**DATASET EXCERPTS:**

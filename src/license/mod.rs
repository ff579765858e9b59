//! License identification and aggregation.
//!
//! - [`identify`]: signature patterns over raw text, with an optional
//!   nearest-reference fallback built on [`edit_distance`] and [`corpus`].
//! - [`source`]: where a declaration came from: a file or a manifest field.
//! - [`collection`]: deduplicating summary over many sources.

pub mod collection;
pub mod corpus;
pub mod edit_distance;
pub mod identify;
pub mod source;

...

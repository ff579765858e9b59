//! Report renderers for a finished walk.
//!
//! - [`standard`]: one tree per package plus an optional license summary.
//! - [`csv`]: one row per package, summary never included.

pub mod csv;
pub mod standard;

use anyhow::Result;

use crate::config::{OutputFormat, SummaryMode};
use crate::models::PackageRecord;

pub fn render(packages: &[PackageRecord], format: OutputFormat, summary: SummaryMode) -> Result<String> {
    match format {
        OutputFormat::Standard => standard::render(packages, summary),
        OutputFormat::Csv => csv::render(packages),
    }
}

* * *

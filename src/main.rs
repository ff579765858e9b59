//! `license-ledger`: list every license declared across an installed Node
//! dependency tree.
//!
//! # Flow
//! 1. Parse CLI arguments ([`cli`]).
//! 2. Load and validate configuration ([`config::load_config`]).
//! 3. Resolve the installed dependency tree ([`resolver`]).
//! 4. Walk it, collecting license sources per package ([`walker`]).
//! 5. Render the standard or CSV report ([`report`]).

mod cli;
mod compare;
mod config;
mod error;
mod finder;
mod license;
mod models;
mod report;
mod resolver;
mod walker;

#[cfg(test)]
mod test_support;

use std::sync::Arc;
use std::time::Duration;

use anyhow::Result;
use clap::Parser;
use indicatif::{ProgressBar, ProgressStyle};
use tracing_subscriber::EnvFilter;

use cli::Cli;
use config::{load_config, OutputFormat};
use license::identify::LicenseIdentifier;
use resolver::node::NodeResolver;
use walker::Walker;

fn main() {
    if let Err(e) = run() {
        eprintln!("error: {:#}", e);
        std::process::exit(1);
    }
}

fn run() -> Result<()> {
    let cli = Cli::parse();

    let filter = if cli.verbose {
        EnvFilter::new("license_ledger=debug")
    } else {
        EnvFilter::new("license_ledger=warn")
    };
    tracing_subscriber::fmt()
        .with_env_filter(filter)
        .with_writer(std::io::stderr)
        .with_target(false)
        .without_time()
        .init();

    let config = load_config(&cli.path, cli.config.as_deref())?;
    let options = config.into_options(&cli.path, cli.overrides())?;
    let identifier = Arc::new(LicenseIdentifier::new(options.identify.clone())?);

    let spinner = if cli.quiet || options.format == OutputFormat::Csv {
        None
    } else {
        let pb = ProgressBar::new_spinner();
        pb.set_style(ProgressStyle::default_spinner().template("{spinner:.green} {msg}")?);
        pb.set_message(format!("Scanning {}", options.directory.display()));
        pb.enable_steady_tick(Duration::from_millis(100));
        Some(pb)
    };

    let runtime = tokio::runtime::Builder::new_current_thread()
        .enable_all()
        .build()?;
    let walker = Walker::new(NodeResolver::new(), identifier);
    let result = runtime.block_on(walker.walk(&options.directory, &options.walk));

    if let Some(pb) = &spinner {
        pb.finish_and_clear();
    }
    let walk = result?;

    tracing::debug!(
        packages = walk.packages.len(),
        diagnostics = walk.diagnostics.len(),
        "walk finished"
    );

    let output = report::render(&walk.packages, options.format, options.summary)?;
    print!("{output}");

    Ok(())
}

**WORK INSTRUCTION:** If a line of the listing above holds the string "filename", copy it.

**ANSWER:**
filename src/license/mod.rs
filename src/main.rs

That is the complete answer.